*** Opening Information shown ***

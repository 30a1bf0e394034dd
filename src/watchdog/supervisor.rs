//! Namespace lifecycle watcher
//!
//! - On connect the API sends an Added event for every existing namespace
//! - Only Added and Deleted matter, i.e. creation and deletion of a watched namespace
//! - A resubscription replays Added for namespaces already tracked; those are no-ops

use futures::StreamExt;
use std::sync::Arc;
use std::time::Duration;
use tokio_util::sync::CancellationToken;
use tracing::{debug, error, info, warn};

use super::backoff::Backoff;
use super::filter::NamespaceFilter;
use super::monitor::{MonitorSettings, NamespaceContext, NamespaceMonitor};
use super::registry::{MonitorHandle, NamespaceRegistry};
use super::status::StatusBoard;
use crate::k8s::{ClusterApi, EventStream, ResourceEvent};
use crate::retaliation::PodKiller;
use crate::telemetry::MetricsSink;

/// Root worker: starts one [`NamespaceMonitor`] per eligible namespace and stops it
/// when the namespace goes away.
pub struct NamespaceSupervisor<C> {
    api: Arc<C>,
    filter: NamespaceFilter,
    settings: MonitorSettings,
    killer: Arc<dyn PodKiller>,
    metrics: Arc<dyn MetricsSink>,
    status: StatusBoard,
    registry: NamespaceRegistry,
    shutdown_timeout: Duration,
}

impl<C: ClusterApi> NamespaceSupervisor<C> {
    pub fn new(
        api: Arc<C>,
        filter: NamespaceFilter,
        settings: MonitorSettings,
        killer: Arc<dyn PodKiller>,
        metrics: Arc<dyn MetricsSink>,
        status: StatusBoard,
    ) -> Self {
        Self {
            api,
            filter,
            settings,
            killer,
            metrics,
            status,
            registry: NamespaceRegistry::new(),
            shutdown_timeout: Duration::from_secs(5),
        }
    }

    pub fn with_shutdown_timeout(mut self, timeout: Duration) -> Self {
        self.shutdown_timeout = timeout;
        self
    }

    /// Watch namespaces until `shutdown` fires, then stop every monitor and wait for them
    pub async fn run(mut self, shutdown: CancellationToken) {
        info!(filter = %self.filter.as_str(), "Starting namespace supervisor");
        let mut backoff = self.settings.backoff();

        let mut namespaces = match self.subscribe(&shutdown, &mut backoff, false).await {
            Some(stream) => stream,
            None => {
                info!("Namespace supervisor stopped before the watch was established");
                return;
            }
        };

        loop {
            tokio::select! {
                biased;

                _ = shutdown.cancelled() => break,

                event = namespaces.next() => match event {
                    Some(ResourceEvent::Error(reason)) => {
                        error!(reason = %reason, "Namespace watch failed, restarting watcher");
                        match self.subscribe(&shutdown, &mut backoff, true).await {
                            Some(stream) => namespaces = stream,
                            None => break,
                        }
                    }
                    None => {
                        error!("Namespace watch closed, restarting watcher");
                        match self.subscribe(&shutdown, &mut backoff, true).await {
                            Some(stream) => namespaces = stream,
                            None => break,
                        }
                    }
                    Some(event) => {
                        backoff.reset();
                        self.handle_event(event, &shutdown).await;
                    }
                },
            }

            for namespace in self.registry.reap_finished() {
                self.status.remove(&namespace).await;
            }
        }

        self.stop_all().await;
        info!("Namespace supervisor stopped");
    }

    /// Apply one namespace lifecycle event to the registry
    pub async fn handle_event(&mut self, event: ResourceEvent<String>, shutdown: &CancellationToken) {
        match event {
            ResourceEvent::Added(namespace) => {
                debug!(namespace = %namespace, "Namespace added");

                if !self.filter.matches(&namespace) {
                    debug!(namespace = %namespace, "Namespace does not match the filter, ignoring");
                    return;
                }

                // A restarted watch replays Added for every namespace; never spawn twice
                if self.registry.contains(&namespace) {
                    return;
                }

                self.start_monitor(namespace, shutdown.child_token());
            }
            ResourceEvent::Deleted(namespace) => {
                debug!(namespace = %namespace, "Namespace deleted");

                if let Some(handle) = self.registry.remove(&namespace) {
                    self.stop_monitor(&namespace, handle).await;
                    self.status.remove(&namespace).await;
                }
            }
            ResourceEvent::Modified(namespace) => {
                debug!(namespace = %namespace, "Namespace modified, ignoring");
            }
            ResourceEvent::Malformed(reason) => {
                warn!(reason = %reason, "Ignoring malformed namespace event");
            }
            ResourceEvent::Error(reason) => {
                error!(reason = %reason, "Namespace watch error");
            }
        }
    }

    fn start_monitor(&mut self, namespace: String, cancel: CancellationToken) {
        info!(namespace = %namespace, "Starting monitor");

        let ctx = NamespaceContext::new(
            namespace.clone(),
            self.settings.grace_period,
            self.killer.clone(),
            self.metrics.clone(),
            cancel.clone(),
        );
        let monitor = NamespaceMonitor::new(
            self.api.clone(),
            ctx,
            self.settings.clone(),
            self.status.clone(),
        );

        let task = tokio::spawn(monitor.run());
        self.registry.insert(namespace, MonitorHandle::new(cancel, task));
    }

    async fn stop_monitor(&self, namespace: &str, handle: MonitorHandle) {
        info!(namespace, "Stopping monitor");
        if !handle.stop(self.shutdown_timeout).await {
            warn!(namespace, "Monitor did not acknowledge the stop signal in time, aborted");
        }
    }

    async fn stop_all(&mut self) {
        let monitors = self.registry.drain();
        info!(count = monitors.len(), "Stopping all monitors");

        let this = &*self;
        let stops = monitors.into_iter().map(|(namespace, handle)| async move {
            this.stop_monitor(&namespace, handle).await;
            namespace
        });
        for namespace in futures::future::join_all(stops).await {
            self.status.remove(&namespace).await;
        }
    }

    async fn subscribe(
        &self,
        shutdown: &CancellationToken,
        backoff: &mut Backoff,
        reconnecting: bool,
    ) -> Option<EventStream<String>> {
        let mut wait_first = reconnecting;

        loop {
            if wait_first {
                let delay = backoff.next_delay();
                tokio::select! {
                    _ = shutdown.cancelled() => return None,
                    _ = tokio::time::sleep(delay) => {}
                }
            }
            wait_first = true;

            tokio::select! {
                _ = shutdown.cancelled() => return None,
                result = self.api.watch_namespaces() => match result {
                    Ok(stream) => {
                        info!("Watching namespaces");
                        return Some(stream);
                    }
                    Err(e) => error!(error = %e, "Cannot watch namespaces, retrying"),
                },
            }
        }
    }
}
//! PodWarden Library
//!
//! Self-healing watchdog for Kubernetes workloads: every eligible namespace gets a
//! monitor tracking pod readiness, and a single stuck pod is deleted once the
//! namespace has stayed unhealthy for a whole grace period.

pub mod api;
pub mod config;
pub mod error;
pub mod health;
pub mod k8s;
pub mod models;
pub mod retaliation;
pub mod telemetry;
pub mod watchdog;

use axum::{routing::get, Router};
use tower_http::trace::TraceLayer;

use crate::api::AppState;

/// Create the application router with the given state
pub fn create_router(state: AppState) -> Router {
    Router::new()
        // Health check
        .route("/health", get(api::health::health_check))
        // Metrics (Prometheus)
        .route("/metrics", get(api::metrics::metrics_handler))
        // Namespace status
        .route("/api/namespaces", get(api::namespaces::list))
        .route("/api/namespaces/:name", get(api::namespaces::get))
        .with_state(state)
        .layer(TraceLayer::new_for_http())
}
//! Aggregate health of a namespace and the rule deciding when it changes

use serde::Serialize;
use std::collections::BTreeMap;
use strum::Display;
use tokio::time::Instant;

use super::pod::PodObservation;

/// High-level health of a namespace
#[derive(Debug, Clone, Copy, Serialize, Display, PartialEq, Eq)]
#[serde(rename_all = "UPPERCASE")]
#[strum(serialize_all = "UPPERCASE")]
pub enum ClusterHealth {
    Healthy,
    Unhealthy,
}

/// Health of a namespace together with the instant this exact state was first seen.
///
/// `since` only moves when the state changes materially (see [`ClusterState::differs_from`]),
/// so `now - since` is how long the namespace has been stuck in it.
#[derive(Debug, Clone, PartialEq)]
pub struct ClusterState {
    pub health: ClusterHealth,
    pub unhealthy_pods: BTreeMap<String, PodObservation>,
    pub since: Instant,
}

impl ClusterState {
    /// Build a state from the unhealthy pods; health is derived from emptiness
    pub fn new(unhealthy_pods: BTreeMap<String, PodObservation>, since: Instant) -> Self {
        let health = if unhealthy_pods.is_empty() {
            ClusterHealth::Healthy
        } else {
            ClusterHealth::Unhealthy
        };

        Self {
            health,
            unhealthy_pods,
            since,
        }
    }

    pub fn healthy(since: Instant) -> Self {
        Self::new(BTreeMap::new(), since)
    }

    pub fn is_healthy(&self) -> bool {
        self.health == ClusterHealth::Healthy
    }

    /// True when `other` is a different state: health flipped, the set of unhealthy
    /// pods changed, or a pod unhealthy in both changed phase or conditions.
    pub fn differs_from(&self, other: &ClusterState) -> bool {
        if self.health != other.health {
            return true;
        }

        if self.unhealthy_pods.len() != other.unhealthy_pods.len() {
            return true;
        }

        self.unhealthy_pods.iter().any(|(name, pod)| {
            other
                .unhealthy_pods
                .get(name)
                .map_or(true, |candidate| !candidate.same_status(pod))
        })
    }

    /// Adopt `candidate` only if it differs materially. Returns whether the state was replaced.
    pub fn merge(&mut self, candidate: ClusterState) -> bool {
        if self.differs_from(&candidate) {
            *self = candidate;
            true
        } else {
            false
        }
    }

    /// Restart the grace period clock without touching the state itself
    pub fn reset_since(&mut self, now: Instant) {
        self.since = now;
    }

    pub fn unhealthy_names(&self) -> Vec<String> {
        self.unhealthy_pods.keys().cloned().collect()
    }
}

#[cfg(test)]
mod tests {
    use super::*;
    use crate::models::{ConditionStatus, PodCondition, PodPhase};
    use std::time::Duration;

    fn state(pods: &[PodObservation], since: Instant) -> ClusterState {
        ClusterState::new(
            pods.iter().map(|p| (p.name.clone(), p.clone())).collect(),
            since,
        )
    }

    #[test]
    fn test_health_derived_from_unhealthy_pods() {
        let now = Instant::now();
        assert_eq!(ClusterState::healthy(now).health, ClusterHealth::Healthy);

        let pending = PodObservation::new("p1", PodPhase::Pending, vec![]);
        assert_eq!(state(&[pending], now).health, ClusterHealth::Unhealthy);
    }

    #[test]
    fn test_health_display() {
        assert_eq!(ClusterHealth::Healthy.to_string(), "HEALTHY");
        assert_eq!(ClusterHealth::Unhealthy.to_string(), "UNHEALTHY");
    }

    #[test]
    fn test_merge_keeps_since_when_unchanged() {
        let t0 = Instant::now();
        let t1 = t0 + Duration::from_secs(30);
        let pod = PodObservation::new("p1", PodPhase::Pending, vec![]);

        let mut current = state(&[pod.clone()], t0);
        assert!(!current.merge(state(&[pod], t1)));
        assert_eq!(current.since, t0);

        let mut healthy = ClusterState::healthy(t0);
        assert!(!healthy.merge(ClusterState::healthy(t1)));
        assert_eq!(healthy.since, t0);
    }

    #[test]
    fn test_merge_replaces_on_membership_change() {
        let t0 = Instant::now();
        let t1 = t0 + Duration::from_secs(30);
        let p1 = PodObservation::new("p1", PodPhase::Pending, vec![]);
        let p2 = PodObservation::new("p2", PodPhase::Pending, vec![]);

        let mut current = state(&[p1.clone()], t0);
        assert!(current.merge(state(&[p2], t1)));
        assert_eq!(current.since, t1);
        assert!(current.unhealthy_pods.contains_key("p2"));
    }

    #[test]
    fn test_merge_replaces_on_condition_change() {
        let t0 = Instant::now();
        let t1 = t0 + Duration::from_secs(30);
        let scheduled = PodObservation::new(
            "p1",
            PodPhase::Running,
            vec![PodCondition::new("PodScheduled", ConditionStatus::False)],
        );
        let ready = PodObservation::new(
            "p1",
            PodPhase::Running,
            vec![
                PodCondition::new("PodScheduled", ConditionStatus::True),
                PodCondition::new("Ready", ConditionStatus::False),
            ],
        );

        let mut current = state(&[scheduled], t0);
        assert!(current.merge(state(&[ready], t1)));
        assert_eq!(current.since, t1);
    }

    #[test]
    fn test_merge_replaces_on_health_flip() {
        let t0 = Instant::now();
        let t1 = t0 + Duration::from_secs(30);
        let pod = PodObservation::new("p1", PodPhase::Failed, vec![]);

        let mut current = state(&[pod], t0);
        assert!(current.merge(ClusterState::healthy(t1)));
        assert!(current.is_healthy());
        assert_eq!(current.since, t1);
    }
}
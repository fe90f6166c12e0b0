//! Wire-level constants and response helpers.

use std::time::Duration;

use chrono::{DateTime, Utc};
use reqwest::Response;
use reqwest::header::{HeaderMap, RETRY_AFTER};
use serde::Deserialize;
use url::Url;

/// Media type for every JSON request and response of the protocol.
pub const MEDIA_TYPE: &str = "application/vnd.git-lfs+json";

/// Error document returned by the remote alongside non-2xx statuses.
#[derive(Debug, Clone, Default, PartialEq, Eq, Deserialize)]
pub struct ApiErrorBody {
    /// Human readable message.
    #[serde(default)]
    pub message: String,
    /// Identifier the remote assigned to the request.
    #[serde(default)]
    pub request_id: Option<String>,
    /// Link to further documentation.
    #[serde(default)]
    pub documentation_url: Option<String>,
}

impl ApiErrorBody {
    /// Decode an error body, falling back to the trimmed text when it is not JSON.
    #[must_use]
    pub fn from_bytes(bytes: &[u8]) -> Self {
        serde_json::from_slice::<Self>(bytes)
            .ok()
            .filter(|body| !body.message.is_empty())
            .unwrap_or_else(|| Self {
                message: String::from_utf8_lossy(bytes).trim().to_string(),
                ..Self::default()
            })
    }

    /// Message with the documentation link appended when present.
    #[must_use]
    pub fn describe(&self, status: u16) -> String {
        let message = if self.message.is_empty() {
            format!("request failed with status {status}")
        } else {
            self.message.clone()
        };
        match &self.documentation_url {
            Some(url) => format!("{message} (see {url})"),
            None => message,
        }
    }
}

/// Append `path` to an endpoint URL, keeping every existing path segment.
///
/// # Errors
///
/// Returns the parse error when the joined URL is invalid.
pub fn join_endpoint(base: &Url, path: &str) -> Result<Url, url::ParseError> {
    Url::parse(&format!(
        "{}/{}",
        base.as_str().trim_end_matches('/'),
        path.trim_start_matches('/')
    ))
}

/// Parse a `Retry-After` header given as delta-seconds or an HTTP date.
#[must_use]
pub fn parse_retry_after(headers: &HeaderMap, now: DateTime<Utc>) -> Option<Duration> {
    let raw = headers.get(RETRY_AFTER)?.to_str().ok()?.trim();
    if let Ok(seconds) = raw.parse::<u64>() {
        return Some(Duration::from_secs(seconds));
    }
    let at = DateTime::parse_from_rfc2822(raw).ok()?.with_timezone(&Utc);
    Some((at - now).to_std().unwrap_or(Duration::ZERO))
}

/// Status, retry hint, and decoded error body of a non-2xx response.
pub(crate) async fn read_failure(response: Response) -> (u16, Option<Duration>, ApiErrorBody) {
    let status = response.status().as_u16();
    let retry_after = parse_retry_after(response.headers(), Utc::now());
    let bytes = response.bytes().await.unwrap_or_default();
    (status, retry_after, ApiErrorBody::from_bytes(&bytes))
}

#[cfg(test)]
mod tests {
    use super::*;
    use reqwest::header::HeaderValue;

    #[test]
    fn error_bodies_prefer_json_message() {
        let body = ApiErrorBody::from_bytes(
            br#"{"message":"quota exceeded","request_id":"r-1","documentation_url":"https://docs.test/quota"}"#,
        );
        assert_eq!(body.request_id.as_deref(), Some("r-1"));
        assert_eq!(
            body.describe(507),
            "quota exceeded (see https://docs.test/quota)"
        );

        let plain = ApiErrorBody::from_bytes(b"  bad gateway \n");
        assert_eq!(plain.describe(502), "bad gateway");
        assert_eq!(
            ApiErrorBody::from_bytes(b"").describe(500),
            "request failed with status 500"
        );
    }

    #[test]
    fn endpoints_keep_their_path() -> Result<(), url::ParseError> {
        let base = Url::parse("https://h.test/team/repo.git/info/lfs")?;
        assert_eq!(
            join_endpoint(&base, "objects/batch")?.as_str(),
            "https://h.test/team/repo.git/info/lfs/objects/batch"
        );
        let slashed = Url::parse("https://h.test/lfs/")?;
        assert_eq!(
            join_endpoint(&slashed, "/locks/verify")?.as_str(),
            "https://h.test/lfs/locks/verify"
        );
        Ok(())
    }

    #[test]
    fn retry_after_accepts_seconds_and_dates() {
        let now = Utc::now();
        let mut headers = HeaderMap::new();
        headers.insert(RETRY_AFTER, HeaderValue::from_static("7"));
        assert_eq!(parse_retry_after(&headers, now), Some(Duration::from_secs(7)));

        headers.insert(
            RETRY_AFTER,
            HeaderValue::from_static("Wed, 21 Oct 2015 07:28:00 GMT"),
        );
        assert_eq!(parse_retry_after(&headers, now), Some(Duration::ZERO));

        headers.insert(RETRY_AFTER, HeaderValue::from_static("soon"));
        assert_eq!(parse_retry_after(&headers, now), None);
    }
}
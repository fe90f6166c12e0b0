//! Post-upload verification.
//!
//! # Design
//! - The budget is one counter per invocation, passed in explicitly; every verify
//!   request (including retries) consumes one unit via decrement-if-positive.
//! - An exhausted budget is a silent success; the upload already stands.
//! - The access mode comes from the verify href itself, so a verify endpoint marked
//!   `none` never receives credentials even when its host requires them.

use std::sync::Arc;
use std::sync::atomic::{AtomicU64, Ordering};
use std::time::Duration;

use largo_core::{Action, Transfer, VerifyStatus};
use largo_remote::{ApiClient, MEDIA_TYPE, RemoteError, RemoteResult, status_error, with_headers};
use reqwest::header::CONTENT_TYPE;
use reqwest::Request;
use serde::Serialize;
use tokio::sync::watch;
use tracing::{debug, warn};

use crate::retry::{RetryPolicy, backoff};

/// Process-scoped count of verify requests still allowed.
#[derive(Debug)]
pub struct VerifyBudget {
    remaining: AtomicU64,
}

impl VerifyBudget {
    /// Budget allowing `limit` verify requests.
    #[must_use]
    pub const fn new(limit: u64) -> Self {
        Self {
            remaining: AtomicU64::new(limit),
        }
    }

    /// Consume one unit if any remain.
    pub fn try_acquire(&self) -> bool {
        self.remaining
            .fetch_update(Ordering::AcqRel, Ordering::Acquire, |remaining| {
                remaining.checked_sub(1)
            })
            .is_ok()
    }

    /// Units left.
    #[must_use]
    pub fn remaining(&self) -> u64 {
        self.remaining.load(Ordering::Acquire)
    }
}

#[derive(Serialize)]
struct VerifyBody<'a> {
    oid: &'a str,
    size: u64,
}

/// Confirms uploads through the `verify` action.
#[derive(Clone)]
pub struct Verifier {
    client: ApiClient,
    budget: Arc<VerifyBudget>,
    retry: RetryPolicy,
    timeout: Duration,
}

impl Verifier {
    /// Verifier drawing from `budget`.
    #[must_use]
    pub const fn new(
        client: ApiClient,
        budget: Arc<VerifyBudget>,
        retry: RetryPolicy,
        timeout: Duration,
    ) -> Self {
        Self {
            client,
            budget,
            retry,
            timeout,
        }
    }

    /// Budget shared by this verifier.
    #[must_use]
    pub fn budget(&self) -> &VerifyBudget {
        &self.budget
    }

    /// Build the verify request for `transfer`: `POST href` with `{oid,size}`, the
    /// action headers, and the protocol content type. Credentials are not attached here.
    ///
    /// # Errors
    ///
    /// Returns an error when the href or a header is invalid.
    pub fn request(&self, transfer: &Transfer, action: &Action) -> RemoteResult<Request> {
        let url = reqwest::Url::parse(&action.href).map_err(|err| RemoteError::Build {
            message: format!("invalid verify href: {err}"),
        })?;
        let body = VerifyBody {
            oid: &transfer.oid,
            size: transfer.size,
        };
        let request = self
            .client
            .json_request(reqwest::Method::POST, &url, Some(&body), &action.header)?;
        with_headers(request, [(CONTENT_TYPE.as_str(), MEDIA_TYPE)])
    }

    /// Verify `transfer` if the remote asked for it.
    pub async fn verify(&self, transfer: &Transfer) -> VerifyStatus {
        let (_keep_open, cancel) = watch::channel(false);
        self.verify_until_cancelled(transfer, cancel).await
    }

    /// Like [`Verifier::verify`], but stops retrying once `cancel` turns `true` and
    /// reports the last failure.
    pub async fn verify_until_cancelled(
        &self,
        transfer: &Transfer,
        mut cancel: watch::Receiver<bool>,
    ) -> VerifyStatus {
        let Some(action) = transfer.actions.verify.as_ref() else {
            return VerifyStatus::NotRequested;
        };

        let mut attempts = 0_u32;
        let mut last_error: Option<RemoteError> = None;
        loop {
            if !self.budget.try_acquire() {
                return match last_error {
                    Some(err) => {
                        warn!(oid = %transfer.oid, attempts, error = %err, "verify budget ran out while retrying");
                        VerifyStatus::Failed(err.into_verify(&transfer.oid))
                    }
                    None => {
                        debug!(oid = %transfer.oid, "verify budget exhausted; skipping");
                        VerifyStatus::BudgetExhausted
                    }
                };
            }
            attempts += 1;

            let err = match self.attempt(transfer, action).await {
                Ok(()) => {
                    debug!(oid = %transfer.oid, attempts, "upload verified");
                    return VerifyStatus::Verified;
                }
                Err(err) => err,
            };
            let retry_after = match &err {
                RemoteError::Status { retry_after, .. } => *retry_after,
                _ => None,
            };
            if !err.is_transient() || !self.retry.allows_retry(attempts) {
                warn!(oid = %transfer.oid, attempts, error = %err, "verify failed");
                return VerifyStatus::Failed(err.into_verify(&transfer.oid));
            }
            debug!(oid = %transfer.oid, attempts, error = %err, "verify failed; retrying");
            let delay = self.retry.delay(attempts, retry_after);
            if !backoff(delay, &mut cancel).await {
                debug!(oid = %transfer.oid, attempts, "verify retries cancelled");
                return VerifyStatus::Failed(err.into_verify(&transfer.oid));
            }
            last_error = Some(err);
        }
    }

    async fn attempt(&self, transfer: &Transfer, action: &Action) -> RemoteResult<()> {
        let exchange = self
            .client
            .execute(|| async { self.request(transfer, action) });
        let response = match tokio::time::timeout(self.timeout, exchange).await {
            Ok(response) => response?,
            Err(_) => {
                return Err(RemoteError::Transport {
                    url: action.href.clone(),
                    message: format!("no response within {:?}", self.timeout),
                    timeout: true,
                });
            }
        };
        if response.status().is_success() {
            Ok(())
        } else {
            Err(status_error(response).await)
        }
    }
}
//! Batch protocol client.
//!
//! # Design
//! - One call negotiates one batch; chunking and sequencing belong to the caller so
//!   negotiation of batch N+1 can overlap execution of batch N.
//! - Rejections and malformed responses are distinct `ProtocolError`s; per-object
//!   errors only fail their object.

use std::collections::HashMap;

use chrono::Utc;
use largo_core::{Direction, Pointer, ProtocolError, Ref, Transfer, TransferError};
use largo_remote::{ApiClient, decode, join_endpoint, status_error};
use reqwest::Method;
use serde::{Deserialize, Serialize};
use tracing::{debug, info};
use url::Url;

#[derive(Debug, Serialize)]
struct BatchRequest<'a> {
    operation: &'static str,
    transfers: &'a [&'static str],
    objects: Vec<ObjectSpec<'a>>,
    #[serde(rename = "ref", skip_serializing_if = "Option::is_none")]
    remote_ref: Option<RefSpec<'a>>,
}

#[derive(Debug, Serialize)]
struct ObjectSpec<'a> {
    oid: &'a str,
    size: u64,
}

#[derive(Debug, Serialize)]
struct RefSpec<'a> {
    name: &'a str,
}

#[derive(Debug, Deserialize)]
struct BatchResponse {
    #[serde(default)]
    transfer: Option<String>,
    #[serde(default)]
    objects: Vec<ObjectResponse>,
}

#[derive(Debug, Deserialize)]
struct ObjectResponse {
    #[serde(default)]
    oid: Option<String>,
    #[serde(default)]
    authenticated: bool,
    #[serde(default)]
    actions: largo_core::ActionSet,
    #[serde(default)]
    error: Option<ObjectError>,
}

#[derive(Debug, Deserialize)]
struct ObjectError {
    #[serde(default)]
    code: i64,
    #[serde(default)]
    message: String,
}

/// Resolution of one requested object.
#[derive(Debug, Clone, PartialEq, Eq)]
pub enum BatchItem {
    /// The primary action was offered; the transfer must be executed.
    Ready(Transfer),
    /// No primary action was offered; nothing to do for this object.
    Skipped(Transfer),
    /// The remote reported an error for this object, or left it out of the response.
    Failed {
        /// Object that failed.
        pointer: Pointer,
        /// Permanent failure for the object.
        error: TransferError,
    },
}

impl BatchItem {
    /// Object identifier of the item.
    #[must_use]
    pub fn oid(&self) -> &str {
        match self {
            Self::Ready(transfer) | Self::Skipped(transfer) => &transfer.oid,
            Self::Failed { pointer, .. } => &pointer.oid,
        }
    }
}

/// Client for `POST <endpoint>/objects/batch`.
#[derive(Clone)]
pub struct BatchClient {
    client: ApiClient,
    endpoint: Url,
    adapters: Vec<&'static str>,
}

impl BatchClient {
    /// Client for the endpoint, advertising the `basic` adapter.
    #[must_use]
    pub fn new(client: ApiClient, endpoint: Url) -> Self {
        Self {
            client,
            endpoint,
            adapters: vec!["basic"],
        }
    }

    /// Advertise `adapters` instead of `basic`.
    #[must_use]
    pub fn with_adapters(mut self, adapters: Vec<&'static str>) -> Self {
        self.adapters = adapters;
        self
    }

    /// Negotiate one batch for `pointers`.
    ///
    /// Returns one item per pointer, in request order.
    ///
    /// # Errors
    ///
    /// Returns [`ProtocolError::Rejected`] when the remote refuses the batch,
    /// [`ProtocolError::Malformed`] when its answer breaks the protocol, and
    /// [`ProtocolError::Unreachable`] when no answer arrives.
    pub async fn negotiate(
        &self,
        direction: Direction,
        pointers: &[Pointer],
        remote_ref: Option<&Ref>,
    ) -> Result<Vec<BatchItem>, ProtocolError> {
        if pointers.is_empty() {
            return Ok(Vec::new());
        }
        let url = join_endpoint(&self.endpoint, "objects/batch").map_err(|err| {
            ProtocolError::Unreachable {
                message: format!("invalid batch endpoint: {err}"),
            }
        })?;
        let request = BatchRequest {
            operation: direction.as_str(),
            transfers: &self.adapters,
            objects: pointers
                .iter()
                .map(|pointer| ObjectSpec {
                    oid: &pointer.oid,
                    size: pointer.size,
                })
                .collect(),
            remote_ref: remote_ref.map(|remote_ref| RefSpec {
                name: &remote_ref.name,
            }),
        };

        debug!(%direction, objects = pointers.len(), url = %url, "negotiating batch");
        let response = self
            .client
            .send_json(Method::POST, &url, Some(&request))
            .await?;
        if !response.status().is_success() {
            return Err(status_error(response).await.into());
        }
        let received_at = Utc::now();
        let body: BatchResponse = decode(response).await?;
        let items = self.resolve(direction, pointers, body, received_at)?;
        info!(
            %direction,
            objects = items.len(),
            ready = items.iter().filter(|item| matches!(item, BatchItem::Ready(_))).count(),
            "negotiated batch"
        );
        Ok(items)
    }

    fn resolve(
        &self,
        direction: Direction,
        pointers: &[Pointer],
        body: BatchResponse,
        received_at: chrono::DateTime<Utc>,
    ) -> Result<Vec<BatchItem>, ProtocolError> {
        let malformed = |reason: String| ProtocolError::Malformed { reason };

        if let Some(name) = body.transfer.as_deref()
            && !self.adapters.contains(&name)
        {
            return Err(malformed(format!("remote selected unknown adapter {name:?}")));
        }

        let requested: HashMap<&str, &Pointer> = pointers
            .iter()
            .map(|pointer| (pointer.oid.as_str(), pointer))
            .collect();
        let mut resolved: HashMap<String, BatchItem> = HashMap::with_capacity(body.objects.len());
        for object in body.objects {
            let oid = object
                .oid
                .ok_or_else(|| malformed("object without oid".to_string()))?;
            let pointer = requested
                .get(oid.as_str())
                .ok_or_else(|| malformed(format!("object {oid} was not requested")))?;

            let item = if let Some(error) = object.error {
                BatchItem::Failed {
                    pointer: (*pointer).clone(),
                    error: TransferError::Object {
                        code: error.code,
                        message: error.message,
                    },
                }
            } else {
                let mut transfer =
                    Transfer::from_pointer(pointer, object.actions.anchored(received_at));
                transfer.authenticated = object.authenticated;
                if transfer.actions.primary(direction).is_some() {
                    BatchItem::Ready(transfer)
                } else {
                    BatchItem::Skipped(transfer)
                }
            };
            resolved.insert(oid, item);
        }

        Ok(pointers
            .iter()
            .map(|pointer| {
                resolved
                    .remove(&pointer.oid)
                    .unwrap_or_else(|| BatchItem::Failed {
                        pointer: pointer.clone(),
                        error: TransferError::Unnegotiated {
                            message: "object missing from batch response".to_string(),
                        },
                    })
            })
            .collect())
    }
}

*** Closing Information shown ***

- Work item:
Whenever the word "RefSpec" appears in a line of the listing, report that line.

- Answer for this exercise:
    remote_ref: Option<RefSpec<'a>>,
struct RefSpec<'a> {
            remote_ref: remote_ref.map(|remote_ref| RefSpec {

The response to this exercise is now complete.